The number of companies going for an IPO is as low as in the post-crisis 2009. After reaching the rock-bottom level in Q1 of this year with zero Tech firms going public, the IPO volume doesn't seem to recover anytime soon.
A research analyst Andrew Birstingl has analyzed the number of completed IPOs as well as the amount of funds raised over the last few years and found out a quite distressing trend: 2016 is well on its way to become the worst year for IPOs since the 2008 crisis times.
Opening the year with less than 10 IPOs in a quarter, 2016 has proven to be a difficult year for companies to go public. Even though it is yet to see what Q4 will bring, 2016 is definitely on its way to officially become the worst year for IPOs since 2009. According to Birstingl, only 35 US companies have filed for an IPO this quarter, which is slightly better than the last year's Q3 result of 30 IPOs. However, there is a large 45% decline in the IPO volume between the first 3 quarters of 2015 and the same period of this year.

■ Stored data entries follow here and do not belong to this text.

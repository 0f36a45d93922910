//! Vault module: multi-vault registry with cached logins.
//!
//! This module provides:
//! - `Secret` and expiry predicates (`secret`)
//! - Per-vault persisted settings (`settings`)
//! - The reauthentication policy (`policy`)
//! - `VaultClient`, one logged-in vault (`client`)
//! - `VaultRegistry`, all vaults plus the settings file (`registry`)
//! - Atomic settings file I/O (`store`)

pub mod client;
pub mod policy;
pub mod registry;
pub mod secret;
pub mod settings;
pub mod store;

// Re-export the most commonly used items.
pub use client::{LoginOutcome, VaultClient};
pub use policy::ReauthPolicy;
pub use registry::{OperationOutput, VaultOperation, VaultRegistry};
pub use secret::{ExpiryStatus, Secret};
pub use settings::{normalize_vault_url, vault_short_name, VaultClientSettings};
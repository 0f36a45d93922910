use azkv::cli::{Cli, Commands};
use clap::Parser;

fn main() {
    let cli = Cli::parse();
    azkv::logging::init(cli.verbose);

    let result = match cli.command {
        Commands::Show { ref name, no_copy } => {
            azkv::cli::commands::show::execute(&cli, name.as_deref(), no_copy)
        }
        Commands::Find { ref text } => azkv::cli::commands::find::execute(&cli, text),
        Commands::Edit { ref name } => azkv::cli::commands::edit::execute(&cli, name.as_deref()),
        Commands::Check => azkv::cli::commands::check::execute(&cli),
        Commands::List => azkv::cli::commands::list::execute(&cli),
        Commands::Vaults { ref action } => azkv::cli::commands::vaults::execute(&cli, action),
        Commands::Reset { force } => azkv::cli::commands::reset::execute(&cli, force),
        Commands::Completions { ref shell } => azkv::cli::commands::completions::execute(shell),
    };

    if let Err(e) = result {
        azkv::cli::output::error(&e.to_string());
        std::process::exit(e.exit_code());
    }
}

In the third quarter of 2016, the gross proceeds amounted to $6.7 billion, which is significantly lower than the the last years' average level of $10 billion, says Birstingl. Again, the total gross proceeds from the first 3 quarters of this year (about $13 billion) are the lowest since the post-crisis 2009 when the total amount of funds raised through IPOs in 3 quarters amounted to $9.4 billion. The overall 2016 gross proceedings are almost 48% lower than in the same period of the last year, says the analyst.
However, the sluggish IPO levels of 2009 could be easily explained by the big drop in all major stock indexes that year when the S&P 500 was at its lowest point of 666, explains the analyst John Burke. Yet this year, the situation is completely different. Only a few months ago, Dow Jones (INDEX: DIJA), S&P 500 (INDEX: US500) and Nasdaq Composite (NASDAQ: NDAQ) have reached their record-high levels, with S&P jumping to 2,185.79. This is a drastic difference from the 2009 levels, meaning that the stock market performance cannot directly explain the sluggish IPO enthusiasm of this year. Where is it coming from then?
IPO's risks seem higher than the gains
According to Burke, because of the weak IPO performance in the last 2 years, more and more companies are considering staying private longer. For the smaller companies IPO might often be a challenge distracting them from the long-term strategy as going public involves multiple responsibilities such as reporting to the U.S. Securities and Exchange Commission as well as pressures of sustaining the IPO stock prices that the companies seek to avoid. Instead, says the expert, private companies rely on the "pre-IPO" financing rounds that are much easier to implement than those happening after the official IPO.
Hosting several pre-IPO funding rounds allows the companies to grow their market cap and develop a growth strategy ahead of their IPO. Doing that often allows the companies to file for an IPO on completely different terms. This is one of the reasons that may explain the unprecedented decline in both the number of companies going public and the level of gross proceeds as more and more startups are delaying their IPO in order to cut costs.
Next to that, there is a JOBS Act of 2012 that allows the companies to have up to 2,000 shareholders before the company is obliged to share its financial statements. Previously, the number of allowed shareholders was 500, what also pushed companies to go public earlier. By increasing the number of shareholders in the pre-IPO stage, the government gave another opportunity for the companies to stay private longer and avoid the costs of public financial disclosures.
Tech IPOs are fading away
It is also essential to look at which sector produces the most new public companies in the period of overall decline. According to the experts, it is, hands down, healthcare. This quarter, out of the total of 35 IPOs, 11 came from this sector - the highest number of all industries. Birstingl says that the "Health Technology" group has been dominating the IPO volume already for 11 quarters in a row, leaving the previously hot Tech sector far behind. What is more, in the first (and the worst) quarter of 2016, there was officially no tech companies going public, reported CNN. Even though the Tech sector has been historically the most IPO-fruitful one both in terms of volume and the funds raised, it is not the same anymore.
"Companies and their bankers know that in this market, you'd have to take a pretty steep valuation cut to your public peers," Matt Kennedy, an analyst at Renaissance Capital told CNBC.
But it is the healthcare industry that stole the Tech's fame. Looking at the number of IPOs throughout this year, almost 50% of all IPOs originated from the health technology group that demonstrated a relatively equal distribution of Biotech companies as well as Pharmaceuticals within the group. But, despite the obvious domination of the sector, its current IPO volume is still far from that of the past 2 years. For example, in the first 3 quarters of 2014, 80 companies from the healthcare sector went public as compared to 30 firms this year.
The drastic slowdown in the Tech industry and in the overall IPO volume is definitely not something to ignore. The cautiousness of the new companies and of some of the "old" ones like Uber to go public might indicate the underlying market problems that are not so easy to spot.